Pour lutter contre ce fléau, un projet de loi a été déposé au parlement le 17 janvier 2023, visant a lutter contre la haine en ligne. Le texte a été finalement été promulgué le 7 juillet 2023, donnant lieu à l’adoption de la Loi Majorité numérique publiée au Journal officiel du 8 juillet 2023.
Les apports de la loi du 7 juillet 2023
Premièrement, la loi vient ajouter un nouvel alinéa au IV de l’article 1er de la loi n° 2004-575 du 21 juin 2004 pour la confiance dans l’économie numérique (dite LCEN) visant a définir les réseaux sociaux en ligne comme « toute plateforme permettant aux utilisateurs finaux de se connecter et de communiquer entre eux, de partager des contenus et de découvrir d’autres utilisateurs et d’autres contenus, sur plusieurs appareils, en particulier au moyen de conversations en ligne, de publications, de vidéos et de recommandations. »
La loi va également permettre l’instauration d’une majorité numérique à l’âge de 15 ans afin de protéger l’enfant face à la prise d’ampleur des réseaux sociaux.
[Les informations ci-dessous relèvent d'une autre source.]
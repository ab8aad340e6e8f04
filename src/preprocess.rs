//! Conditional directives for stylesheet sources.
//!
//! Lines between `// @if ENV='production'` and `// @endif` are kept only when
//! the condition holds. Block comment forms (`/* @if ... */`) work the same
//! way, and `/* @echo ENV */` is replaced inline with the variable's value.
//! Conditions compare with `=`, `==` or `!=`. Blocks nest.

use crate::env::Environment;
use once_cell::sync::Lazy;
use regex::Regex;
use std::collections::BTreeMap;
use thiserror::Error;

static CONDITION: Lazy<Regex> = Lazy::new(|| {
    Regex::new(r#"^(\w+)\s*(==|!=|=)\s*(?:'([^']*)'|"([^"]*)"|(\S+))$"#).unwrap()
});

static ECHO: Lazy<Regex> = Lazy::new(|| Regex::new(r"/\*\s*@echo\s+(\w+)\s*\*/").unwrap());

/// Error while preprocessing a source.
#[derive(Debug, Clone, PartialEq, Eq, Error)]
pub enum PreprocessError {
    #[error("line {line}: malformed condition '{condition}'")]
    BadCondition { line: usize, condition: String },
    #[error("line {line}: @endif without matching @if")]
    StrayEndif { line: usize },
    #[error("line {line}: @if is never closed")]
    Unterminated { line: usize },
    #[error("line {line}: unknown variable '{name}' in @echo")]
    UnknownVariable { line: usize, name: String },
}

/// Variables visible to directives.
#[derive(Debug, Clone, Default, PartialEq, Eq)]
pub struct PreprocessContext {
    vars: BTreeMap<String, String>,
}

impl PreprocessContext {
    pub fn new() -> Self {
        Self::default()
    }

    /// Context with `ENV` set to the environment tag.
    pub fn for_environment(environment: Environment) -> Self {
        Self::new().with("ENV", environment.to_string())
    }

    pub fn with(mut self, name: &str, value: impl Into<String>) -> Self {
        self.vars.insert(name.to_string(), value.into());
        self
    }

    pub fn get(&self, name: &str) -> Option<&str> {
        self.vars.get(name).map(String::as_str)
    }
}

enum Directive<'a> {
    If(&'a str),
    Endif,
}

/// Recognise a directive line in either comment form.
fn directive(line: &str) -> Option<Directive<'_>> {
    let trimmed = line.trim();
    let body = if let Some(rest) = trimmed.strip_prefix("//") {
        rest.trim()
    } else if let Some(rest) = trimmed.strip_prefix("/*").and_then(|r| r.strip_suffix("*/")) {
        rest.trim()
    } else {
        return None;
    };

    if let Some(condition) = body.strip_prefix("@if ") {
        Some(Directive::If(condition.trim()))
    } else if body == "@endif" {
        Some(Directive::Endif)
    } else {
        None
    }
}

fn evaluate(condition: &str, line: usize, ctx: &PreprocessContext) -> Result<bool, PreprocessError> {
    let caps = CONDITION.captures(condition).ok_or_else(|| PreprocessError::BadCondition {
        line,
        condition: condition.to_string(),
    })?;

    let actual = ctx.get(&caps[1]).unwrap_or("");
    let expected = caps.get(3).or(caps.get(4)).or(caps.get(5)).map_or("", |m| m.as_str());

    Ok(match &caps[2] {
        "!=" => actual != expected,
        _ => actual == expected,
    })
}

fn echo(line: &str, number: usize, ctx: &PreprocessContext) -> Result<String, PreprocessError> {
    let mut out = String::with_capacity(line.len());
    let mut last = 0;
    for caps in ECHO.captures_iter(line) {
        let (Some(whole), Some(name)) = (caps.get(0), caps.get(1)) else { continue };
        let value = ctx.get(name.as_str()).ok_or_else(|| PreprocessError::UnknownVariable {
            line: number,
            name: name.as_str().to_string(),
        })?;
        out.push_str(&line[last..whole.start()]);
        out.push_str(value);
        last = whole.end();
    }
    out.push_str(&line[last..]);
    Ok(out)
}

/// Apply directives to `source`.
///
/// Directive lines themselves are removed from the output; every other line
/// keeps its line ending.
pub fn preprocess(source: &str, ctx: &PreprocessContext) -> Result<String, PreprocessError> {
    // (line of the @if, whether the block is active)
    let mut stack: Vec<(usize, bool)> = Vec::new();
    let mut out = String::with_capacity(source.len());

    for (idx, line) in source.split_inclusive('\n').enumerate() {
        let number = idx + 1;
        let active = stack.last().map_or(true, |(_, active)| *active);

        match directive(line) {
            Some(Directive::If(condition)) => {
                let holds = active && evaluate(condition, number, ctx)?;
                stack.push((number, holds));
            }
            Some(Directive::Endif) => {
                if stack.pop().is_none() {
                    return Err(PreprocessError::StrayEndif { line: number });
                }
            }
            None if active => out.push_str(&echo(line, number, ctx)?),
            None => {}
        }
    }

    if let Some((line, _)) = stack.pop() {
        return Err(PreprocessError::Unterminated { line });
    }

    Ok(out)
}
//! Page rendering with tera.
//!
//! All templates (pages and partials) are loaded into one engine so pages can
//! `include`, `extends` and `import` each other by their path relative to the
//! template directory. Only pages produce output.

use super::{fnv1a_hash, relative, sources, write_output, StageOutput, StageResult};
use crate::build::discovery::is_partial;
use crate::build::error::{ErrorOrigin, StageError};
use crate::build::BuildContext;
use crate::env::{page_path, UrlHelpers};
use std::collections::{HashMap, HashSet};
use std::fs;
use std::path::{Path, PathBuf};
use tera::{Tera, Value};

const ORIGIN: ErrorOrigin = ErrorOrigin::Templates;

/// Content hashes of the templates seen by the last successful render.
#[derive(Debug, Clone, Default)]
pub struct TemplateCache {
    hashes: HashMap<PathBuf, u64>,
}

impl TemplateCache {
    pub fn new() -> Self {
        Self::default()
    }

    pub fn len(&self) -> usize {
        self.hashes.len()
    }

    pub fn is_empty(&self) -> bool {
        self.hashes.is_empty()
    }

    /// Forget everything so the next run renders every page.
    pub fn clear(&mut self) {
        self.hashes.clear();
    }

    fn is_current(&self, path: &Path, hash: u64) -> bool {
        self.hashes.get(path) == Some(&hash)
    }
}

struct Source {
    path: PathBuf,
    name: String,
    contents: String,
    hash: u64,
    partial: bool,
}

/// Template name: relative path with `/` separators.
fn template_name(rel: &Path) -> String {
    rel.components()
        .map(|c| c.as_os_str().to_string_lossy().into_owned())
        .collect::<Vec<_>>()
        .join("/")
}

fn url_function(
    urls: UrlHelpers,
    build: fn(&UrlHelpers, &str) -> String,
) -> impl tera::Function {
    move |args: &HashMap<String, Value>| -> tera::Result<Value> {
        match args.get("path").and_then(Value::as_str) {
            Some(path) => Ok(Value::String(build(&urls, path))),
            None => Err(tera::Error::msg("expected a string `path` argument")),
        }
    }
}

/// Flatten a tera error and its causes into one line.
fn describe(err: &tera::Error) -> String {
    let mut message = err.to_string();
    let mut source = std::error::Error::source(err);
    while let Some(cause) = source {
        message.push_str(": ");
        message.push_str(&cause.to_string());
        source = cause.source();
    }
    message
}

fn engine(sources: &[Source], urls: &UrlHelpers) -> Result<Tera, StageError> {
    let mut tera = Tera::default();
    tera.autoescape_on(vec![]);
    tera.register_function("image_url", url_function(urls.clone(), UrlHelpers::image_url));
    tera.register_function("css_url", url_function(urls.clone(), UrlHelpers::css_url));
    tera.register_function("js_url", url_function(urls.clone(), UrlHelpers::js_url));

    tera.add_raw_templates(sources.iter().map(|s| (s.name.as_str(), s.contents.as_str())))
        .map_err(|e| StageError::new(ORIGIN, describe(&e)))?;
    Ok(tera)
}

/// Render pages whose source, output or partials changed since the last run.
pub fn run(ctx: &BuildContext, cache: &mut TemplateCache) -> StageResult {
    let template_dir = ctx.paths().templates();
    let extension = ctx.config().templates.extension.clone();

    let mut loaded = Vec::new();
    for path in sources(ORIGIN, template_dir, std::slice::from_ref(&extension))? {
        let rel = relative(ORIGIN, template_dir, &path)?;
        let contents = fs::read_to_string(&path)
            .map_err(|e| StageError::io(ORIGIN, "Failed to read", &path, e))?;
        loaded.push(Source {
            name: template_name(&rel),
            hash: fnv1a_hash(contents.as_bytes()),
            partial: is_partial(&rel),
            contents,
            path,
        });
    }

    let partial_changed = loaded.iter().any(|s| s.partial && !cache.is_current(&s.path, s.hash))
        || cache.hashes.keys().any(|p| !loaded.iter().any(|s| &s.path == p));

    let html_dir = ctx.paths().html();
    let stale: Vec<&Source> = loaded
        .iter()
        .filter(|s| !s.partial)
        .filter(|s| {
            let output = html_dir.join(Path::new(&s.name).with_extension("html"));
            partial_changed || !cache.is_current(&s.path, s.hash) || !output.exists()
        })
        .collect();

    let fresh: HashMap<PathBuf, u64> = loaded.iter().map(|s| (s.path.clone(), s.hash)).collect();
    if stale.is_empty() {
        cache.hashes = fresh;
        return Ok(StageOutput::unchanged());
    }

    let tera = engine(&loaded, ctx.urls())?;
    let mut outputs = Vec::new();
    let mut rendered: HashSet<&Path> = HashSet::new();

    for source in stale {
        let page = page_path(template_dir, &source.path).unwrap_or_default();
        let helpers = ctx.urls().for_page(page);

        let mut context = tera::Context::new();
        context.insert("is_prod", &helpers.urls.is_prod());
        context.insert("root_path", helpers.urls.root_path());
        context.insert("page_path", &helpers.page_path);
        context.insert("env", &helpers.urls.environment().to_string());

        let html = match tera.render(&source.name, &context) {
            Ok(html) => html,
            Err(e) => {
                // Keep what rendered so far; the failed page stays stale.
                for path in rendered {
                    if let Some(hash) = fresh.get(path) {
                        cache.hashes.insert(path.to_path_buf(), *hash);
                    }
                }
                return Err(StageError::new(ORIGIN, describe(&e)).in_file(&source.path));
            }
        };

        let dest = html_dir.join(Path::new(&source.name).with_extension("html"));
        write_output(ORIGIN, &dest, html.as_bytes())?;
        rendered.insert(&source.path);
        outputs.push(dest);
    }

    cache.hashes = fresh;
    tracing::debug!(pages = outputs.len(), "rendered templates");
    Ok(StageOutput::written(outputs))
}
Ainsi de nouvelles obligations incombent aux réseaux sociaux tels que :
- Le devoir d’information envers les parents et l’enfant de moins de 15 ans sur “les risques liés aux usages numériques et les moyens de prévention” mais également sur les conditions d’utilisation de leurs données personnelles ;
- Ainsi que de refuser l’inscription à leurs services des enfants de moins de 15 ans, sauf accord préalable d’au moins d’un des parents
- permettre aux parents, ou à l’un des deux, de demander la suspension du compte de leur enfant de moins de 15 ans ;
- Mise en place d’un dispositif de contrôle du temps passé en ligne qui devant être notifiée mineur en question.
Ces obligations valent aussi pour les comptes déjà créés par des enfants de moins de 15 ans, les plateformes ayant deux ans pour récolter l’accord des parents.
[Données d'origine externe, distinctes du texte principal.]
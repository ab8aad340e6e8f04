//! Stage errors and their escalation.
//!
//! A stage never panics or aborts the process on its own: it returns a
//! [`StageError`] describing where the failure came from. The runner hands
//! the error to a [`Notifier`] and then applies the task's
//! [`FailurePolicy`].

use std::path::PathBuf;
use thiserror::Error;

use crate::build::task::TaskError;

/// Which part of the pipeline produced an error.
#[derive(Debug, Clone, Copy, PartialEq, Eq, Hash)]
pub enum ErrorOrigin {
    Clean,
    Assets,
    Styles,
    Templates,
    Scripts,
    Server,
    Deploy,
    Revision,
}

impl std::fmt::Display for ErrorOrigin {
    fn fmt(&self, f: &mut std::fmt::Formatter<'_>) -> std::fmt::Result {
        match self {
            ErrorOrigin::Clean => write!(f, "clean"),
            ErrorOrigin::Assets => write!(f, "assets"),
            ErrorOrigin::Styles => write!(f, "styles"),
            ErrorOrigin::Templates => write!(f, "templates"),
            ErrorOrigin::Scripts => write!(f, "scripts"),
            ErrorOrigin::Server => write!(f, "server"),
            ErrorOrigin::Deploy => write!(f, "deploy"),
            ErrorOrigin::Revision => write!(f, "rev"),
        }
    }
}

/// A flattened, human-readable stage failure.
#[derive(Debug, Clone, PartialEq, Eq)]
pub struct StageError {
    pub origin: ErrorOrigin,
    pub message: String,
    /// Source file being processed when the error happened, if any
    pub file: Option<PathBuf>,
}

impl StageError {
    pub fn new(origin: ErrorOrigin, message: impl Into<String>) -> Self {
        Self { origin, message: message.into(), file: None }
    }

    /// Attach the file that failed.
    pub fn in_file(mut self, file: impl Into<PathBuf>) -> Self {
        self.file = Some(file.into());
        self
    }

    /// Wrap an IO error with a short description of the operation.
    pub fn io(origin: ErrorOrigin, action: &str, path: &std::path::Path, err: std::io::Error) -> Self {
        Self::new(origin, format!("{} {}: {}", action, path.display(), err))
    }
}

impl std::fmt::Display for StageError {
    fn fmt(&self, f: &mut std::fmt::Formatter<'_>) -> std::fmt::Result {
        match &self.file {
            Some(file) => write!(f, "[{}] {}: {}", self.origin, file.display(), self.message),
            None => write!(f, "[{}] {}", self.origin, self.message),
        }
    }
}

impl std::error::Error for StageError {}

/// What the runner does after a task fails.
#[derive(Debug, Clone, Copy, PartialEq, Eq, Default)]
pub enum FailurePolicy {
    /// Report and keep running siblings and downstream tasks
    #[default]
    Continue,
    /// Report and stop the whole run
    Abort,
}

/// Error returned by a task run.
#[derive(Debug, Error)]
pub enum BuildError {
    /// Planning failed (unknown task, cycle)
    #[error(transparent)]
    Task(#[from] TaskError),
    /// A task with the abort policy failed
    #[error("task '{task}' failed: {error}")]
    Fatal { task: String, error: StageError },
    /// IO error outside of a stage
    #[error("IO error: {0}")]
    Io(#[from] std::io::Error),
}

/// Receives stage errors so the developer sees them.
pub trait Notifier: Send + Sync {
    fn notify(&self, task: &str, error: &StageError);
}

/// Notifier writing stage errors to the log.
#[derive(Debug, Default)]
pub struct ConsoleNotifier;

impl Notifier for ConsoleNotifier {
    fn notify(&self, task: &str, error: &StageError) {
        tracing::error!(task, "{}", error);
    }
}

/// Notifier that drops everything (used by tests and quiet runs).
#[derive(Debug, Default)]
pub struct NullNotifier;

impl Notifier for NullNotifier {
    fn notify(&self, _task: &str, _error: &StageError) {}
}
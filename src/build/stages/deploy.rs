//! Deployment rename: move the per-project build folder to the folder the
//! hosting service publishes.

use super::{StageOutput, StageResult};
use crate::build::error::{ErrorOrigin, StageError};
use crate::build::BuildContext;
use std::fs;

const ORIGIN: ErrorOrigin = ErrorOrigin::Deploy;

/// Rename `build_dest` to the deploy folder.
///
/// Fails when the build folder is missing. An existing deploy folder is an
/// error unless `deploy.overwrite` is set, in which case it is removed first.
pub fn run(ctx: &BuildContext) -> StageResult {
    let from = ctx.paths().build_dest();
    let to = ctx.paths().deploy();

    if !from.is_dir() {
        return Err(StageError::new(
            ORIGIN,
            format!("build folder {} does not exist", from.display()),
        ));
    }

    if to.exists() {
        if !ctx.config().deploy.overwrite {
            return Err(StageError::new(
                ORIGIN,
                format!("{} already exists (set deploy.overwrite to replace it)", to.display()),
            ));
        }
        tracing::info!(path = %to.display(), "replacing existing deploy folder");
        let removed = if to.is_dir() { fs::remove_dir_all(to) } else { fs::remove_file(to) };
        removed.map_err(|e| StageError::io(ORIGIN, "Failed to remove", to, e))?;
    }

    if let Some(parent) = to.parent() {
        fs::create_dir_all(parent)
            .map_err(|e| StageError::io(ORIGIN, "Failed to create directory", parent, e))?;
    }

    fs::rename(from, to).map_err(|e| {
        StageError::new(ORIGIN, format!("rename {} -> {}: {}", from.display(), to.display(), e))
    })?;

    Ok(StageOutput::written(vec![to.to_path_buf()]))
}
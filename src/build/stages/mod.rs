//! The actions behind each task.
//!
//! Every stage reads from the [`PathTable`](crate::paths::PathTable) in its
//! [`BuildContext`](crate::build::BuildContext) and returns a
//! [`StageResult`]. A stage stops at the first failing file; outputs already
//! written stay on disk.

pub mod assets;
pub mod clean;
pub mod deploy;
pub mod rev;
pub mod scripts;
pub mod styles;
pub mod templates;

use crate::build::discovery::{discover_files, DiscoveryError};
use crate::build::error::{ErrorOrigin, StageError};
use std::fs;
use std::path::{Path, PathBuf};

/// Files a stage produced.
#[derive(Debug, Clone, Default, PartialEq, Eq)]
pub struct StageOutput {
    pub outputs: Vec<PathBuf>,
    /// False when the stage found nothing to do
    pub changed: bool,
}

impl StageOutput {
    pub fn written(outputs: Vec<PathBuf>) -> Self {
        Self { outputs, changed: true }
    }

    pub fn unchanged() -> Self {
        Self { outputs: vec![], changed: false }
    }
}

pub type StageResult = Result<StageOutput, StageError>;

/// FNV-1a hash algorithm.
pub fn fnv1a_hash(data: &[u8]) -> u64 {
    const FNV_OFFSET: u64 = 0xcbf29ce484222325;
    const FNV_PRIME: u64 = 0x100000001b3;

    let mut hash = FNV_OFFSET;
    for byte in data {
        hash ^= *byte as u64;
        hash = hash.wrapping_mul(FNV_PRIME);
    }
    hash
}

/// Discover the inputs of a stage, mapping discovery failures to the stage.
pub(crate) fn sources(
    origin: ErrorOrigin,
    dir: &Path,
    extensions: &[String],
) -> Result<Vec<PathBuf>, StageError> {
    discover_files(dir, extensions).map_err(|e: DiscoveryError| StageError::new(origin, e.to_string()))
}

/// Path of `file` relative to `base`.
pub(crate) fn relative(origin: ErrorOrigin, base: &Path, file: &Path) -> Result<PathBuf, StageError> {
    file.strip_prefix(base)
        .map(Path::to_path_buf)
        .map_err(|_| StageError::new(origin, format!("{} is outside {}", file.display(), base.display())))
}

/// Write a file, creating parent directories.
pub(crate) fn write_output(origin: ErrorOrigin, path: &Path, contents: &[u8]) -> Result<(), StageError> {
    if let Some(parent) = path.parent() {
        fs::create_dir_all(parent)
            .map_err(|e| StageError::io(origin, "Failed to create directory", parent, e))?;
    }
    fs::write(path, contents).map_err(|e| StageError::io(origin, "Failed to write", path, e))
}

pub(crate) fn read_source(origin: ErrorOrigin, path: &Path) -> Result<Vec<u8>, StageError> {
    fs::read(path).map_err(|e| StageError::io(origin, "Failed to read", path, e))
}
Toutes ces obligations doivent être le résultat d’un procédé technique conforme à un référentiel mis en place par l’Autorité de régulation de la communication audiovisuelle et numérique (dit ARCOM), après consultation de la CNIL.
Un délai minimum d’un an a alors été fixé pour l’application du dispositif. En cas de non-respect de cette obligation, « le réseau social pourra se voir infliger une amende pouvant aller jusqu’à 1% de son chiffre d’affaires mondial ».
D’autre part, la loi vient renforcer le contrôle et la poursuite du cyberharcèlement en ce qu’elle impose :
• La diffusion de messages de prévention afin de lutter contre le cyberharcèlement auprès des utilisateurs
• La possibilité aux utilisateurs de signaler d’avantage de contenus illicites afin qu’ils soient retirés. En addition de l’apologie d’actes terroristes, de l’incitation à la haine, des faits de harcèlements sexuel et scolaire, sont aussi ainsi concernés les faits de harcèlement conjugal ou moral, de chantage, d’atteinte à la vie privée et d’atteinte à la représentation de la personne.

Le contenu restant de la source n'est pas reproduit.